*PROBLEM TO SOLVE:* Extract all lines from the data beneath that include the word "arguments".

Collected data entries
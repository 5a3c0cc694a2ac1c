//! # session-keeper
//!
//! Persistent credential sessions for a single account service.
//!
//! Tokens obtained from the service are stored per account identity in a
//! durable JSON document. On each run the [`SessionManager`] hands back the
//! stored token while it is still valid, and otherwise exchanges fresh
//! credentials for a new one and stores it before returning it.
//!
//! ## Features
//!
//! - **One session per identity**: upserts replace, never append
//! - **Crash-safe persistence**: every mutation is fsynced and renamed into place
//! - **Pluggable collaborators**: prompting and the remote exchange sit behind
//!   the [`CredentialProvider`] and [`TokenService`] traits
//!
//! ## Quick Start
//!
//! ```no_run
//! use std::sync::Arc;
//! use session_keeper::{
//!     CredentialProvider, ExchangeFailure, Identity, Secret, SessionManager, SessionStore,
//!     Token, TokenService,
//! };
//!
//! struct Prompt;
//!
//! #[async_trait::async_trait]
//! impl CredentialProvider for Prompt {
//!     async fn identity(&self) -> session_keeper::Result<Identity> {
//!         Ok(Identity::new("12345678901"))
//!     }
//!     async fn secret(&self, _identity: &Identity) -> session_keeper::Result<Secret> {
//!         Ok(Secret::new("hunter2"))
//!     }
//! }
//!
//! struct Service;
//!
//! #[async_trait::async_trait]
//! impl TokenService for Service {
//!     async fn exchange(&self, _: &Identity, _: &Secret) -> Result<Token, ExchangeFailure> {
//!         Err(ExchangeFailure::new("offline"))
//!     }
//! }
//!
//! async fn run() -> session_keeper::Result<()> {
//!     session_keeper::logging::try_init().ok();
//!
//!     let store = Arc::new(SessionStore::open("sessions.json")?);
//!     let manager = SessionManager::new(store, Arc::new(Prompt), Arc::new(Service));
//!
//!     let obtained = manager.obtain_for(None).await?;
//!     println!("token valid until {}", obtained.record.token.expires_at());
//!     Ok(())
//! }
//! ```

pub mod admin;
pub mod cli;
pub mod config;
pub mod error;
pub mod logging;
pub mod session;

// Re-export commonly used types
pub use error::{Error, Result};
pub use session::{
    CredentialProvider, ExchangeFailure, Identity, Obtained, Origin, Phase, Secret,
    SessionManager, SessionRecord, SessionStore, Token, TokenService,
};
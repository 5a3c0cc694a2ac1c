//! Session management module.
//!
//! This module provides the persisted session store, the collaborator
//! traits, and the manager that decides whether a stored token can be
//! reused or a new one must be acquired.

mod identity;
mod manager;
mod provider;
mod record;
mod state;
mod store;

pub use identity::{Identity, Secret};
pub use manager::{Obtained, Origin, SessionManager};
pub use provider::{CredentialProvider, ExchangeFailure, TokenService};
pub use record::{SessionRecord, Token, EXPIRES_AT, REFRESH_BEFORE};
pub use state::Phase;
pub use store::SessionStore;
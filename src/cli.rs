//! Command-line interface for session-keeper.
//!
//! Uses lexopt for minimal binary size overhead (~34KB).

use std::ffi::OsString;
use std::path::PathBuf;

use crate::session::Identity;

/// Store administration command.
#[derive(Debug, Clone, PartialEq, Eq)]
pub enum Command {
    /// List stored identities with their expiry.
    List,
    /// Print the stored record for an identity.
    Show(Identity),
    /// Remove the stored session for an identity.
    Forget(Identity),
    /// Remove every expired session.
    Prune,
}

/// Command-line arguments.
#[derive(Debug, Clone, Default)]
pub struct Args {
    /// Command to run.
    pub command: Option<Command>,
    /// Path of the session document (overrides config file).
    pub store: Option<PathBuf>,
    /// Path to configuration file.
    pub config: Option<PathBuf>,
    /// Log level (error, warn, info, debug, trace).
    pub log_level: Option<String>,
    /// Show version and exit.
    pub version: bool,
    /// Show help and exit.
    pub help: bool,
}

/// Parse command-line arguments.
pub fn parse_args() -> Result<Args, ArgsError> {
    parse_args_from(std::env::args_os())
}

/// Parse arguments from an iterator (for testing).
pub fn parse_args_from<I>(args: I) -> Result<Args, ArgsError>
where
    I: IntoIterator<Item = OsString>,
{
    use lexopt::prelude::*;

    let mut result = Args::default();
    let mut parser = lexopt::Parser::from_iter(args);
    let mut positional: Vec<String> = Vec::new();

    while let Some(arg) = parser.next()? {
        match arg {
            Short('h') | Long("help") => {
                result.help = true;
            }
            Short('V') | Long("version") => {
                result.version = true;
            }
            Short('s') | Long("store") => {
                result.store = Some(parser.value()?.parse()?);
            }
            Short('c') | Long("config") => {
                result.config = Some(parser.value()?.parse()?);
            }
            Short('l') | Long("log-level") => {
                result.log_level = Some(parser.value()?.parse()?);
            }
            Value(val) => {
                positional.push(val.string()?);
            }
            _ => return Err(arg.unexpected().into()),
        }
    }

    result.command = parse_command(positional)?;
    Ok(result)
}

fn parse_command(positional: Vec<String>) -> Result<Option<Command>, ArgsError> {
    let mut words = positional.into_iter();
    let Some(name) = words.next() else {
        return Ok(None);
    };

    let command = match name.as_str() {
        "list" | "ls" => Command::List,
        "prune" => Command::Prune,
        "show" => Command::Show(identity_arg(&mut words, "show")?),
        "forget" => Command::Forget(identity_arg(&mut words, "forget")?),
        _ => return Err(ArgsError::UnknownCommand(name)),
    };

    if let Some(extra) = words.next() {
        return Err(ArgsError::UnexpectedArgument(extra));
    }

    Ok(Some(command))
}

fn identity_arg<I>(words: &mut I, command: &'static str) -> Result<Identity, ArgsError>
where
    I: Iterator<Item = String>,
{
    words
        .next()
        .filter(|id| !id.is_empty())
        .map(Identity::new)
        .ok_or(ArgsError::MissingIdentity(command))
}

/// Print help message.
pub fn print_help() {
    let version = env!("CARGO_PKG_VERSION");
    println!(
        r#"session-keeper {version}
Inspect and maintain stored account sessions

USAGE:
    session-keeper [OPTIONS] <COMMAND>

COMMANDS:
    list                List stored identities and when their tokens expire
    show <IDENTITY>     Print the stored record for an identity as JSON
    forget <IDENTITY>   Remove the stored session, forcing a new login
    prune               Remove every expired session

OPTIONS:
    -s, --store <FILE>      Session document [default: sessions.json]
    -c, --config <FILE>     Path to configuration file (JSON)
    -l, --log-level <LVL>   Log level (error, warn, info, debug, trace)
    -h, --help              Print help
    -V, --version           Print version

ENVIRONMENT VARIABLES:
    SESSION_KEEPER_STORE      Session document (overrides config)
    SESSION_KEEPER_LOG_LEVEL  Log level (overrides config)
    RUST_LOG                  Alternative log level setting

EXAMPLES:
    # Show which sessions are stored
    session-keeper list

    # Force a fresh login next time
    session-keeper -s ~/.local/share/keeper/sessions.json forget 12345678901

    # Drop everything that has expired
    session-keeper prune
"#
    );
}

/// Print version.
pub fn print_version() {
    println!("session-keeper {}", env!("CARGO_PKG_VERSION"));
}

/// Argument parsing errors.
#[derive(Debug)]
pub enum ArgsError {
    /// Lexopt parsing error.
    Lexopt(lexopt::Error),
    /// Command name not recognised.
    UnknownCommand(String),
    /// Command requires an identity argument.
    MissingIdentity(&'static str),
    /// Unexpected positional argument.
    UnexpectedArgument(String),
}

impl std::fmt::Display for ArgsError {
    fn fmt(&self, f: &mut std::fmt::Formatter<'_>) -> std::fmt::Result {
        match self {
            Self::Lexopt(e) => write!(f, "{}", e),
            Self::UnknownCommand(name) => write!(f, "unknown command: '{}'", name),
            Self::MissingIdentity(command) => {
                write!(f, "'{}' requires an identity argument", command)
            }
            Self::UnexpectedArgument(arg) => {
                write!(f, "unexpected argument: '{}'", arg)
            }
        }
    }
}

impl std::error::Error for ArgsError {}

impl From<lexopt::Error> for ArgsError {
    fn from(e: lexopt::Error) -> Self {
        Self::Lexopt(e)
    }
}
==
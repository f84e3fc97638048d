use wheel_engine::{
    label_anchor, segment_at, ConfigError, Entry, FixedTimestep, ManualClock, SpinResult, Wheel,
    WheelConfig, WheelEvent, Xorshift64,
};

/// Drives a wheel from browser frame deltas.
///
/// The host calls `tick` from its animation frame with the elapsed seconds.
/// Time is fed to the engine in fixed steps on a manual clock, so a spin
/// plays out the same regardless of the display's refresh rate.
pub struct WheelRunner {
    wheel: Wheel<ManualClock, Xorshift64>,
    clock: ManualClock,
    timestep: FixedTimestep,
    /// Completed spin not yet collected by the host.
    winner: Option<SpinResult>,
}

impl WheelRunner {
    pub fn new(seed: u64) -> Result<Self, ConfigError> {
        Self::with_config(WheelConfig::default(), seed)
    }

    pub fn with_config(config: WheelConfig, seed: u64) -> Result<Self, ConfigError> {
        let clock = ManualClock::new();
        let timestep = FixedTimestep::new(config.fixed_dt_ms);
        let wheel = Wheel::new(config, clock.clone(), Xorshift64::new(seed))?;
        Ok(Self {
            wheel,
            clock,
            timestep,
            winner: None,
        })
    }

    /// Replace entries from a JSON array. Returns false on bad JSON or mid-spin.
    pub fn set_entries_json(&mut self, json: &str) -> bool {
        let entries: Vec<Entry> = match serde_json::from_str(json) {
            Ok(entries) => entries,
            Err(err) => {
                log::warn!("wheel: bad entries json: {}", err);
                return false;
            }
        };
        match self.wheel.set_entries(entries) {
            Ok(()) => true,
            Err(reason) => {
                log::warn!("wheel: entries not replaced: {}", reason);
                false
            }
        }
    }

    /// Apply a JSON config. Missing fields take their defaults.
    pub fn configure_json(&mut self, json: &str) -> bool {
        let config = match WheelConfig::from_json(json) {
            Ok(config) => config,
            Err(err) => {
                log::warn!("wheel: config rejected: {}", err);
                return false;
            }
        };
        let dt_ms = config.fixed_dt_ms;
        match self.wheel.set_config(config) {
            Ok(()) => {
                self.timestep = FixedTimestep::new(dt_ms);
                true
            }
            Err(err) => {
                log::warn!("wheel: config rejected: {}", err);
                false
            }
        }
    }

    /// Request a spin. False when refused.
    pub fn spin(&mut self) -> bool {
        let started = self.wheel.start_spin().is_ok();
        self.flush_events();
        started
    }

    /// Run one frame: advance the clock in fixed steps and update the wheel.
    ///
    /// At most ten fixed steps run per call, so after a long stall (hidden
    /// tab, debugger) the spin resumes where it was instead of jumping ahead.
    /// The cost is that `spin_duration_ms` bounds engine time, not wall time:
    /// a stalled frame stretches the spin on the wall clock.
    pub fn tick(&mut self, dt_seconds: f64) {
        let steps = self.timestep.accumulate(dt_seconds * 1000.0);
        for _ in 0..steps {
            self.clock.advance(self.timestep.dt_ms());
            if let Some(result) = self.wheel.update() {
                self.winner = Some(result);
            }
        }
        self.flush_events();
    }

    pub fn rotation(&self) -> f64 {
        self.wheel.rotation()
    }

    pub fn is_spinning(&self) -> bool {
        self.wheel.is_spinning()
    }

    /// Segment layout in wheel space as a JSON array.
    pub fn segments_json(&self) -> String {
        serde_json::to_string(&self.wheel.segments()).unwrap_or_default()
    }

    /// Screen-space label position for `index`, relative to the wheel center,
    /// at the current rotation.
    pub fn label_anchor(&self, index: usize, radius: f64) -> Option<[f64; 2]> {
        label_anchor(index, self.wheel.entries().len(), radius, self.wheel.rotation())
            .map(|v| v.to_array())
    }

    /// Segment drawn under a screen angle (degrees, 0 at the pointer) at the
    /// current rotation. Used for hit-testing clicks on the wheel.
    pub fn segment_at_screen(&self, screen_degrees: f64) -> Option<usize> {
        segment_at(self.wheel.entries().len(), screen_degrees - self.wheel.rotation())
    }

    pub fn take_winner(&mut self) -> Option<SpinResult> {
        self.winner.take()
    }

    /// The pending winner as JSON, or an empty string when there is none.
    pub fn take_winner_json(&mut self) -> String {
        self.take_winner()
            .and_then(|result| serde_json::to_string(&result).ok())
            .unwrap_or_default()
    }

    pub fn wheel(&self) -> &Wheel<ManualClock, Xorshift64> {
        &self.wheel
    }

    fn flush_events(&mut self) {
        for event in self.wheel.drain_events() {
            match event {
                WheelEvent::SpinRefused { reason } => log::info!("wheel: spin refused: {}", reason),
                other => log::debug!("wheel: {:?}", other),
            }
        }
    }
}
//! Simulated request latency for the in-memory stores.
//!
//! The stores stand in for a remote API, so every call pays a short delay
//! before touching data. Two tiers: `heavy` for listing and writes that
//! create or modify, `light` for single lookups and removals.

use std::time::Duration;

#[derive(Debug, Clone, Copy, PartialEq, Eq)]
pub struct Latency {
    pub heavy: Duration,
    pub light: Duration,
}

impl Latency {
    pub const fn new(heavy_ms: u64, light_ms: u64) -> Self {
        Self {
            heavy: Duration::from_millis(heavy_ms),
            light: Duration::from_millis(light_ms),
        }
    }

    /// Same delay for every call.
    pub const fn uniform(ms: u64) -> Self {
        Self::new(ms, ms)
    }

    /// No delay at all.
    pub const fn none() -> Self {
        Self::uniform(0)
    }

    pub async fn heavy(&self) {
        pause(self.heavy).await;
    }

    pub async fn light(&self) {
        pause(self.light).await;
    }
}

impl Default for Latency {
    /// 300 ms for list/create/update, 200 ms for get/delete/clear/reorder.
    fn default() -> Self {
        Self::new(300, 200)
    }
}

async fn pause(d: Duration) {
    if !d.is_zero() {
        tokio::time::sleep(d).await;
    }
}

*TASK RESPONSE:*
/// Command-line arguments.
/// Parse command-line arguments.
/// Parse arguments from an iterator (for testing).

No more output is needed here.